(ENTRIES PROVIDED begins)
//! # CLI Module
//!
//! Commands for keeping a checked-in OpenAPI document in sync with the
//! registered routes.
//!
//! ## Commands
//!
//! ### `generate`
//!
//! ```bash
//! my-api generate --output public/openapi.yaml
//! ```
//!
//! Writes JSON unless the output ends in `.yaml`/`.yml`. Defaults to
//! `public/openapi.json`.
//!
//! ### `validate`
//!
//! ```bash
//! my-api validate --path public/openapi.json
//! ```
//!
//! Fails when the file differs from the document the routes would generate.
//!
//! ## Usage from Code
//!
//! ```rust,no_run
//! use clap::Parser;
//! use restroute::cli::{run_cli, Cli};
//! use restroute::config::ConfigStore;
//! use restroute::dispatcher::Dispatcher;
//! use std::sync::Arc;
//!
//! # fn main() -> anyhow::Result<()> {
//! let dispatcher = Dispatcher::new(Arc::new(ConfigStore::new()));
//! run_cli(Cli::parse(), &dispatcher)?;
//! # Ok(())
//! # }
//! ```

mod commands;


pub use commands::{run_cli, Cli, Commands, DEFAULT_OUTPUT};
(ENTRIES PROVIDED ends)
What's wanted is a faithful copy of each entry above.

//! # CLI Module
//!
//! Commands for keeping a checked-in OpenAPI document in sync with the
//! registered routes.
//!
//! ## Commands
//!
//! ### `generate`
//!
//! ```bash
//! my-api generate --output public/openapi.yaml
//! ```
//!
//! Writes JSON unless the output ends in `.yaml`/`.yml`. Defaults to
//! `public/openapi.json`.
//!
//! ### `validate`
//!
//! ```bash
//! my-api validate --path public/openapi.json
//! ```
//!
//! Fails when the file differs from the document the routes would generate.
//!
//! ## Usage from Code
//!
//! ```rust,no_run
//! use clap::Parser;
//! use restroute::cli::{run_cli, Cli};
//! use restroute::config::ConfigStore;
//! use restroute::dispatcher::Dispatcher;
//! use std::sync::Arc;
//!
//! # fn main() -> anyhow::Result<()> {
//! let dispatcher = Dispatcher::new(Arc::new(ConfigStore::new()));
//! run_cli(Cli::parse(), &dispatcher)?;
//! # Ok(())
//! # }
//! ```

mod commands;


pub use commands::{run_cli, Cli, Commands, DEFAULT_OUTPUT};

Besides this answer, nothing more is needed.